Despite the lack of obvious nucleotide sequence conservation, several proteins involved in centromere function have been found to be conserved in highly divergent eukaryotic species, including Saccharomyces cerevisiae , Caenorhabditis elegans , D. melanogaster , humans and plants ( 6 , 7 ). These proteins are critical to the organization of the eukaryotic centromeres and pericentromeric regions into distinct conserved functional and structural domains ( 8 , 9 ). Centromere protein CENP-A is directly involved in the establishment of a centromere-specific chromatin structure by replacing normal histone H3 at the nucleosomal level ( 1012 ). Defects in this protein seriously impair centromere function and result in mitotic disarray and cell death ( 13 , 14 ). On human chromosomes, CENP-A has been shown to bind specifically to a subset of the tandemly repeating centromeric α-satellite sequences ( 15 , 16 ).

Neocentromeres are fully functional centromeres that arise from non-tandemly repetitive chromosomal sites that have not previously been shown to exhibit any centromere activity ( 5 ). This class of centromeres represents a sequence-independent epigenetic model for centromerization and provides a useful tool for mapping important centromeric chromatin domains, which has been previously hampered by the repetitive nature of mammalian centromeric DNA ( 11 , 1719 ). Using a BAC-based chromatin immunoprecipitation (ChIP) and genomic array analysis, the CENP-A-binding domain has previously been mapped to a genomic segment spanning 330 kb along the 10q25 neocentromere of the mardel( 10 ) marker chromosome ( 11 ). However, the low resolution associated with the BAC-based mapping approach (average BAC insert size of 169 kb, ranging from 71 to 372 kb) does not allow us to determine the finer structural organization of CENP-A-associated chromatin at the neocentromere.

In this study, we have developed a high-resolution ChIP and genomic array analysis strategy through the use of the genomic arrays consisting of PCR fragments with an average size of 8 kb, spanning 1 Mb across the previously characterized CENP-A domain and flanking regions.

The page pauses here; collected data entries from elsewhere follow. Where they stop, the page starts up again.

//! Error type shared by the engine and the store adapters

pub type TbResult<T> = std::result::Result<T, Error>;

#[derive(Debug)]
pub enum Error {
	NotFound,
	Unauthorized,
	/// The owner of a duplicated table could neither be found nor created
	OwnerResolution(String),
	ValidationError(String),
	DbError,
	Parse(String),
	Internal(String),

	// externals
	Io(std::io::Error),
}

impl From<std::io::Error> for Error {
	fn from(err: std::io::Error) -> Self {
		Self::Io(err)
	}
}

impl From<serde_json::Error> for Error {
	fn from(err: serde_json::Error) -> Self {
		Self::Parse(err.to_string())
	}
}

impl std::fmt::Display for Error {
	fn fmt(&self, f: &mut std::fmt::Formatter) -> std::fmt::Result {
		write!(f, "{:?}", self)
	}
}

impl std::error::Error for Error {}

// vim: ts=4
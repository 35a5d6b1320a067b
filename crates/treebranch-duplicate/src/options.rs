//! Duplication options and engine settings

use treebranch_types::types::RepeatContext;

use crate::suffix::DEFAULT_MAX_SUFFIX_DIGITS;

/// Per-request options
#[derive(Debug, Clone, Default)]
pub struct DuplicateOptions {
	/// Suffix token, computed from existing copies when unset
	pub suffix: Option<String>,
	/// Parent of the root copy, the resolved original parent when unset
	pub target_parent_id: Option<String>,
	pub preserve_shared_references: bool,
	pub clone_external_parents: bool,
	pub is_repeat_instance: bool,
	pub repeat_context: Option<RepeatContext>,
}

impl DuplicateOptions {
	pub fn new() -> Self {
		Self::default()
	}

	pub fn suffix(&mut self, suffix: impl Into<String>) -> &mut Self {
		self.suffix = Some(suffix.into());
		self
	}
	pub fn target_parent_id(&mut self, target_parent_id: impl Into<String>) -> &mut Self {
		self.target_parent_id = Some(target_parent_id.into());
		self
	}
	pub fn preserve_shared_references(&mut self, preserve: bool) -> &mut Self {
		self.preserve_shared_references = preserve;
		self
	}
	pub fn clone_external_parents(&mut self, clone: bool) -> &mut Self {
		self.clone_external_parents = clone;
		self
	}
	pub fn repeat_instance(&mut self, is_repeat_instance: bool) -> &mut Self {
		self.is_repeat_instance = is_repeat_instance;
		self
	}
	pub fn repeat_context(&mut self, repeat_context: RepeatContext) -> &mut Self {
		self.repeat_context = Some(repeat_context);
		self
	}
}

/// Engine-wide settings
#[derive(Debug, Clone)]
pub struct DuplicatorConfig {
	/// Node types never cloned as external parents
	pub exempt_parent_types: Vec<String>,
	/// Type of synthesized variable display nodes
	pub display_node_type: String,
	/// Longest trailing number treated as a generation suffix
	pub max_suffix_digits: usize,
}

impl Default for DuplicatorConfig {
	fn default() -> Self {
		Self {
			exempt_parent_types: vec!["section".into()],
			display_node_type: "leaf_field".into(),
			max_suffix_digits: DEFAULT_MAX_SUFFIX_DIGITS,
		}
	}
}

impl DuplicatorConfig {
	pub fn is_exempt_parent(&self, node_type: &str) -> bool {
		self.exempt_parent_types.iter().any(|t| t == node_type)
	}
}

// vim: ts=4
use crate::types::Position;

pub(crate) fn manhattan(a: Position, b: Position) -> i32 {
    (a.x - b.x).abs() + (a.y - b.y).abs()
}

pub(super) fn distance_sq(a: Position, b: Position) -> i64 {
    let dx = (a.x - b.x) as i64;
    let dy = (a.y - b.y) as i64;
    dx * dx + dy * dy
}

#[cfg(test)]
mod tests {
    use super::*;

    #[test]
    fn manhattan_is_symmetric() {
        let a = Position::new(3, 9);
        let b = Position::new(-2, 4);
        assert_eq!(manhattan(a, b), 10);
        assert_eq!(manhattan(b, a), 10);
    }

    #[test]
    fn squared_distance_ranks_like_euclidean() {
        let target = Position::new(0, 0);
        assert!(distance_sq(Position::new(3, 4), target) < distance_sq(Position::new(5, 1), target));
        assert_eq!(distance_sq(Position::new(1, 2), target), distance_sq(Position::new(2, 1), target));
    }
}
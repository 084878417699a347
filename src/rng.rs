use crate::types::Position;

#[derive(Clone, Debug)]
pub struct Rng {
    state: u32,
}

impl Rng {
    pub fn new(seed: u32) -> Self {
        Self { state: seed }
    }

    pub fn next_u32(&mut self) -> u32 {
        self.state = self.state.wrapping_add(0x6d2b79f5);
        let mut t = self.state;
        t = (t ^ (t >> 15)).wrapping_mul(t | 1);
        t ^= t.wrapping_add((t ^ (t >> 7)).wrapping_mul(t | 61));
        t ^ (t >> 14)
    }

    pub fn next_f32(&mut self) -> f32 {
        (self.next_u32() as f64 / 4_294_967_296.0) as f32
    }

    pub fn below(&mut self, bound: i32) -> i32 {
        if bound <= 1 {
            return 0;
        }
        ((self.next_u32() as u64 * bound as u64) >> 32) as i32
    }

    pub fn cell_in(&mut self, width: i32, height: i32) -> Position {
        let x = self.below(width);
        let y = self.below(height);
        Position { x, y }
    }
}
use crate::types::{Direction, Position, PursuerKind};

pub const TICK_MS: u64 = 200;

pub const MAZE_WIDTH: i32 = 28;
pub const MAZE_HEIGHT: i32 = 31;

pub const STARTING_LIVES: u32 = 3;
pub const DOT_POINTS: u32 = 10;
pub const POWER_PICKUP_POINTS: u32 = 50;
pub const PURSUER_POINTS: u32 = 200;

pub const VULNERABILITY_MS: u64 = 10_000;
pub const CAPTURE_PAUSE_MS: u64 = 1_000;

pub const CONDITIONAL_THRESHOLD: i32 = 8;
pub const AMBUSH_LOOKAHEAD: i32 = 4;
pub const FLANK_LOOKAHEAD: i32 = 2;

pub const PLAYER_SPAWN: Position = Position { x: 14, y: 23 };
pub const PLAYER_FACING: Direction = Direction::Right;
pub const RALLY_POSITION: Position = Position { x: 14, y: 12 };
pub const PURSUER_FACING: Direction = Direction::Up;

pub fn default_pursuer_roster(width: i32, height: i32) -> [(PursuerKind, Position, Position); 4] {
    [
        (
            PursuerKind::Direct,
            Position { x: 14, y: 11 },
            Position { x: width - 2, y: 0 },
        ),
        (
            PursuerKind::Ambusher,
            Position { x: 14, y: 12 },
            Position { x: 1, y: 0 },
        ),
        (
            PursuerKind::Flanker,
            Position { x: 13, y: 12 },
            Position {
                x: width - 2,
                y: height - 2,
            },
        ),
        (
            PursuerKind::Conditional,
            Position { x: 15, y: 12 },
            Position { x: 1, y: height - 2 },
        ),
    ]
}

pub fn power_corners(width: i32, height: i32) -> [Position; 4] {
    [
        Position { x: 1, y: 1 },
        Position { x: width - 2, y: 1 },
        Position { x: 1, y: height - 2 },
        Position {
            x: width - 2,
            y: height - 2,
        },
    ]
}

pub fn wall_band_rows(height: i32) -> [i32; 2] {
    [height / 6, height / 2]
}

pub fn wall_band_columns(width: i32) -> [(i32, i32); 2] {
    let start = width / 5;
    let end = start + width / 5;
    [(start, end), (width - end, width - start)]
}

In silico sequence analysis was also performed on the data obtained from the high-resolution mapping study to search for sequence properties that may be of potential importance in establishing the specialized chromatin structure at the neocentromere.

RESULTS

Construction of 10q25 genomic PCR array

We have previously used BAC-based chromatin immunoprecipitation and array (CIA) analysis to define the protein-binding domains for CENP-A, CENP-H and HP1α along the chromatin of the 10q25 mardel(10) neocentromere ( 11 , 18 ). The CENP-A-binding domain was localized to a genomic region of ∼330 kb on this neocentromere. However, the resolution of the genomic BACs used (average BAC insert size of 169 kb, ranging from 71 to 372 kb) was insufficient to provide further information regarding the more detailed structural arrangement of the CENP-A-containing nucleosomes within the broader CENP-A-binding domain; that is, whether the CENP-A-binding nucleosomes were present in a continuous manner and, if not, what their pattern of organization was. In order to address these questions, we constructed a genomic array consisting of overlapping PCR fragments with an average size of ∼8 kb, ranging from 2 to 16 kb (Fig.  1 A and B). A total of 125 fragments were generated by long-range PCR amplification, with 95% coverage of the ∼1.0 Mb chromosomal region corresponding to the previously mapped CENP-A-binding and immediately flanking domains of the 10q25 neocentromere.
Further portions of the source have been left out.